The coordinator of the march, Marcial Padilla, shared his testimony with his wife Mayela Sepúlveda and their 9-year-old daughter Ana Paula, who has a "very severe brain injury."
"She can't take care of herself, she needs everything from us," they said.
"She is just as vulnerable as when she was a baby before birth or newborn," they recalled, highlighting that "we have learned that love for a sick child can be infinite."
While "some might think that Ana Paula is worthless, or that her life has no meaning," they pointed out, "it is exactly the opposite."
"That does not mean that it is easy or that it does not cost us work," but they stressed that Ana Paula's life "is wonderful by itself."
Also present at the march was Mayra Rodríguez, a pro-life leader who formerly worked at a Planned Parenthood in Arizona.
Rodriguez, said that "I was the director of the largest abortion clinic in the state of Arizona.”
“What I saw there is what has me standing here with you today,” she added.
Rodriguez told the crowd how she reported several "incomplete abortions," such as the case of a doctor who "left the head of a 14-week-old baby, which he referred to as garbage, inside the mother's womb, without caring if that woman would die the next day from an infection.”
Lianna Rebolledo, a Catholic speaker and pro-life leader, recalled that she was kidnapped and raped at age 12, and became pregnant.
Rebolledo regretted that many think that rape “have already destroyed a girl's life, that no one is going to love her, that she is no longer worthy, and that she should abort the baby."
"But you know what, that's a double victimization," she stated.
In her case, she noted, “Fortunately the fact that they told me that I was pregnant changed my life,” despite the fact that doctors advised her to abort.
"Even as a 12-year-old girl, you ask yourself: Will getting an abortion take away the fact that I was raped? Will I forget the trauma? No, right?”
For Rebolledo, "the greatest gift that life has given me, that God has given me, has been my daughter."
"She, at four years old, told me, ‘mommy, thank you for giving me life’," she pointed out.
Speaking with ACI Prensa, CNA’s sister publication in Spanish, Rodrigo Iván Cortés, president of the National Front for the Family, said that “Mexico marched, Mexico stood up, Mexico did not give up, Mexico showed it is in favor of life, in favor of women, in favor of the family, in favor of fundamental freedoms.”

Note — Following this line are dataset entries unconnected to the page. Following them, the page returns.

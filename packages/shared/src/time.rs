//! Time-related utilities with clock abstraction for testability.
//!
//! All timestamps in the workspace are Unix epoch milliseconds in UTC.

use chrono::{TimeZone, Utc};

/// Clock trait for dependency injection and testing
pub trait Clock: Send + Sync {
    /// Get current Unix timestamp in UTC (milliseconds)
    fn now_utc_millis(&self) -> i64;
}

/// System clock implementation (uses actual system time)
#[derive(Debug, Clone, Copy)]
pub struct SystemClock;

impl Clock for SystemClock {
    fn now_utc_millis(&self) -> i64 {
        get_utc_timestamp()
    }
}

/// Fixed clock implementation for testing (returns a fixed time)
#[derive(Debug, Clone, Copy)]
pub struct FixedClock {
    fixed_time: i64,
}

impl FixedClock {
    /// Create a new fixed clock with the given timestamp
    pub fn new(fixed_time_millis: i64) -> Self {
        Self {
            fixed_time: fixed_time_millis,
        }
    }
}

impl Clock for FixedClock {
    fn now_utc_millis(&self) -> i64 {
        self.fixed_time
    }
}

/// Get current Unix timestamp in UTC (milliseconds)
pub fn get_utc_timestamp() -> i64 {
    Utc::now().timestamp_millis()
}

/// Convert Unix timestamp (milliseconds) to UTC RFC 3339 format
pub fn timestamp_to_rfc3339(timestamp_millis: i64) -> String {
    let seconds = timestamp_millis / 1000;
    let nanos = ((timestamp_millis % 1000) * 1_000_000) as u32;
    let dt = Utc.timestamp_opt(seconds, nanos).unwrap();
    dt.to_rfc3339()
}
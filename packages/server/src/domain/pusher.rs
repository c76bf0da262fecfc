//! MessagePusher trait 定義
//!
//! ドメイン層が必要とするメッセージ配信のインターフェースを定義します。
//! 具体的な実装（WebSocket など）は Infrastructure 層が提供します。

use async_trait::async_trait;
use tokio::sync::mpsc;

use super::{ConnectionId, PushError};

/// 接続ごとの送信チャネル
///
/// WebSocket の書き込みタスクへシリアライズ済みペイロードを渡すチャネル。
pub type PusherChannel = mpsc::UnboundedSender<String>;

/// Message Pusher trait
///
/// 接続単位でメッセージを配信するインターフェース。
/// UseCase 層はこの trait に依存し、トランスポートの詳細には依存しない。
///
/// ## 設計ノート
///
/// 配信はすべて接続単位（push_to）。ルーム単位の一斉配信は行わない。
/// 受信者ごとに異なる翻訳済みペイロードを送るため、全員に同じ
/// ペイロードを流すブロードキャストはこのドメインには存在しない。
#[async_trait]
pub trait MessagePusher: Send + Sync {
    /// 接続の送信チャネルを登録
    async fn register_connection(&self, connection_id: ConnectionId, sender: PusherChannel);

    /// 接続の送信チャネルを解除（存在しなくてもエラーにしない）
    async fn unregister_connection(&self, connection_id: &ConnectionId);

    /// 特定の接続へシリアライズ済みペイロードを送信
    async fn push_to(&self, connection_id: &ConnectionId, content: &str) -> Result<(), PushError>;
}
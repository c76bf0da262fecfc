//! Data Transfer Objects for the WebSocket and HTTP wire formats.

pub mod conversion;
pub mod http;
pub mod websocket;
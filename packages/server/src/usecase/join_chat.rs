//! UseCase: チャット参加処理
//!
//! ## テスト実装の作業記録
//!
//! ### 何をテストしているか
//! - JoinChatUseCase::execute() メソッド
//! - 参加者の登録と履歴再生（全履歴の翻訳・一括配信）
//!
//! ### なぜこのテストが必要か
//! - 参加直後のクライアントは履歴イベントだけで画面を再構築するため、
//!   履歴の順序・件数・翻訳の正しさはプロトコルの根幹
//! - 検証失敗・ストア障害で中途半端な参加状態が残らないことを保証
//!
//! ### どのような状況を想定しているか
//! - 正常系：履歴なし／履歴ありの参加、再参加による言語の切り替え
//! - 異常系：ペイロード検証失敗、履歴読み出しの失敗
//! - エッジケース：一部のメッセージだけ翻訳に失敗した場合の代替文言

use std::sync::Arc;

use futures_util::future::join_all;

use crate::domain::{
    ChatId, ConnectionId, DisplayName, LanguageTag, MessageStore, Participant, StoredMessage,
    Timestamp, TranslatedMessage, Translator, ValueObjectError,
};
use crate::infrastructure::{RoomManager, SessionRegistry, dto::websocket::ErrorCode};

use super::TRANSLATION_FALLBACK;
use super::error::JoinChatError;

/// チャット参加のユースケース
pub struct JoinChatUseCase {
    /// 接続中の参加者の対応表
    registry: Arc<SessionRegistry>,
    /// MessageStore（メッセージ永続化の抽象化）
    store: Arc<dyn MessageStore>,
    /// Translator（翻訳サービスの抽象化）
    translator: Arc<dyn Translator>,
    /// RoomManager（接続単位の配信）
    room_manager: Arc<RoomManager>,
}

impl JoinChatUseCase {
    /// 新しい JoinChatUseCase を作成
    pub fn new(
        registry: Arc<SessionRegistry>,
        store: Arc<dyn MessageStore>,
        translator: Arc<dyn Translator>,
        room_manager: Arc<RoomManager>,
    ) -> Self {
        Self {
            registry,
            store,
            translator,
            room_manager,
        }
    }

    /// チャット参加を実行
    ///
    /// # Arguments
    ///
    /// * `connection_id` - 参加する接続の ID（サーバ採番）
    /// * `chat_id` - 参加先チャットルーム（未検証の生文字列）
    /// * `preferred_language` - 希望言語タグ（未検証の生文字列）
    /// * `sender_name` - 表示名（未検証の生文字列）
    ///
    /// # Returns
    ///
    /// * `Ok(usize)` - 配信した履歴のメッセージ数
    /// * `Err(JoinChatError)` - 参加失敗（エラーイベントは配信済み）
    pub async fn execute(
        &self,
        connection_id: ConnectionId,
        chat_id: String,
        preferred_language: String,
        sender_name: String,
    ) -> Result<usize, JoinChatError> {
        use globetalk_shared::time::get_utc_timestamp;

        // 1. ペイロードの検証（失敗時は error イベントを配信して中断）
        let (chat_id, language, display_name) =
            match Self::parse_payload(chat_id, preferred_language, sender_name) {
                Ok(parsed) => parsed,
                Err(e) => {
                    self.room_manager
                        .deliver_error(&connection_id, ErrorCode::InvalidPayload, &e.to_string())
                        .await;
                    return Err(JoinChatError::InvalidPayload(e));
                }
            };

        // 2. 参加者を登録（同じ接続の再参加は上書き）
        let participant = Participant::new(
            connection_id.clone(),
            chat_id.clone(),
            language.clone(),
            display_name,
            Timestamp::new(get_utc_timestamp()),
        );
        let replaced = self.registry.join(participant).await;
        if replaced.is_some() {
            tracing::debug!(
                "Connection '{}' re-joined, previous participation replaced",
                connection_id.as_str()
            );
        }

        // 3. 履歴を読み出す（失敗時は登録を取り消して error イベントを配信）
        let history = match self.store.history(&chat_id).await {
            Ok(history) => history,
            Err(e) => {
                // 中途半端な参加状態を残さない
                self.registry.leave(&connection_id).await;
                self.room_manager
                    .deliver_error(&connection_id, ErrorCode::StoreFailed, &e.to_string())
                    .await;
                return Err(JoinChatError::Store(e));
            }
        };

        // 4. 全履歴を希望言語へ翻訳（並行実行、順序は履歴のまま維持される）
        let translations = join_all(
            history
                .iter()
                .map(|message| self.translate_or_fallback(message, &language)),
        )
        .await;

        // 5. 履歴を 1 つの chatHistory イベントとして配信（空でも必ず送る）
        let count = translations.len();
        self.room_manager
            .deliver_history(&connection_id, translations)
            .await;

        Ok(count)
    }

    /// 生文字列のペイロードを値オブジェクトへ変換
    fn parse_payload(
        chat_id: String,
        preferred_language: String,
        sender_name: String,
    ) -> Result<(ChatId, LanguageTag, DisplayName), ValueObjectError> {
        Ok((
            ChatId::try_from(chat_id)?,
            LanguageTag::try_from(preferred_language)?,
            DisplayName::try_from(sender_name)?,
        ))
    }

    /// 1 メッセージを翻訳し、失敗した場合は代替文言に差し替える
    async fn translate_or_fallback(
        &self,
        message: &StoredMessage,
        target_language: &LanguageTag,
    ) -> TranslatedMessage {
        match self
            .translator
            .translate(message.original_text.as_str(), target_language)
            .await
        {
            Ok(translated_text) => TranslatedMessage::new(message, translated_text),
            Err(e) => {
                tracing::warn!(
                    "Translation to '{}' failed, substituting fallback text: {}",
                    target_language.as_str(),
                    e
                );
                TranslatedMessage::new(message, TRANSLATION_FALLBACK.to_string())
            }
        }
    }
}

"Let the three powers of the union listen to us: executive, legislative and judicial," he said, at the "federal, state and municipal" levels.
"Let them listen loud and clear: we do not want more deaths, we want more life, we do not want them to legalize the crime of abortion, we want them to protect the pregnant woman and the baby that she carries within her," he said.
Furthermore, he said, "we don't want them to redefine the family but to support it."